Problem requirements: How many lines in the records below hold the word "UpdateInstanceRequest"? Answer with the number alone.
————————
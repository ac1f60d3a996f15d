//! Instance endpoints
//!
//! - `GET    /api/instances`              list open instances
//! - `POST   /api/instances`              create
//! - `POST   /api/instances/reorder`      set display order
//! - `GET    /api/instances/{id}`         fetch one
//! - `PATCH  /api/instances/{id}`         rename / pin
//! - `DELETE /api/instances/{id}`         close
//! - `POST   /api/instances/{id}/input`   write to the terminal
//! - `POST   /api/instances/{id}/resize`  resize the terminal

use axum::extract::rejection::JsonRejection;
use axum::extract::{Path, State};
use axum::http::StatusCode;
use axum::Json;
use bytes::Bytes;
use serde_json::json;

use tether_core::api::{
    CreateInstanceRequest, InputRequest, ReorderRequest, ResizeRequest, UpdateInstanceRequest,
};
use tether_core::types::InstanceId;

use super::{body, fail, ApiError, ApiResult, AppState};

pub async fn list(State(state): State<AppState>) -> ApiResult {
    let instances = state.controller.list_instances().await.map_err(fail)?;
    Ok(Json(json!({ "success": true, "instances": instances })))
}

pub async fn create(
    State(state): State<AppState>,
    payload: Result<Json<CreateInstanceRequest>, JsonRejection>,
) -> Result<(StatusCode, Json<serde_json::Value>), ApiError> {
    let req = body(payload)?;
    let instance = state.controller.create_instance(req).await.map_err(fail)?;
    Ok((
        StatusCode::CREATED,
        Json(json!({ "success": true, "instance": instance })),
    ))
}

pub async fn get_one(State(state): State<AppState>, Path(id): Path<String>) -> ApiResult {
    let instance = state
        .controller
        .get_instance(&InstanceId::new(id))
        .await
        .map_err(fail)?;
    Ok(Json(json!({ "success": true, "instance": instance })))
}

pub async fn update(
    State(state): State<AppState>,
    Path(id): Path<String>,
    payload: Result<Json<UpdateInstanceRequest>, JsonRejection>,
) -> ApiResult {
    let req = body(payload)?;
    let instance = state
        .controller
        .update_instance(&InstanceId::new(id), req)
        .await
        .map_err(fail)?;
    Ok(Json(json!({ "success": true, "instance": instance })))
}

pub async fn close(State(state): State<AppState>, Path(id): Path<String>) -> ApiResult {
    let instance = state
        .controller
        .close_instance(&InstanceId::new(id))
        .await
        .map_err(fail)?;
    Ok(Json(json!({ "success": true, "instance": instance })))
}

pub async fn reorder(
    State(state): State<AppState>,
    payload: Result<Json<ReorderRequest>, JsonRejection>,
) -> ApiResult {
    let req = body(payload)?;
    state.controller.reorder_instances(req.ids).await.map_err(fail)?;
    Ok(Json(json!({ "success": true })))
}

pub async fn input(
    State(state): State<AppState>,
    Path(id): Path<String>,
    payload: Result<Json<InputRequest>, JsonRejection>,
) -> ApiResult {
    let req = body(payload)?;
    state
        .controller
        .send_input(&InstanceId::new(id), Bytes::from(req.data.into_bytes()))
        .await
        .map_err(fail)?;
    Ok(Json(json!({ "success": true })))
}

pub async fn resize(
    State(state): State<AppState>,
    Path(id): Path<String>,
    payload: Result<Json<ResizeRequest>, JsonRejection>,
) -> ApiResult {
    let req = body(payload)?;
    state
        .controller
        .resize(&InstanceId::new(id), req.cols, req.rows)
        .await
        .map_err(fail)?;
    Ok(Json(json!({ "success": true })))
}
————————
Completed exercise: 2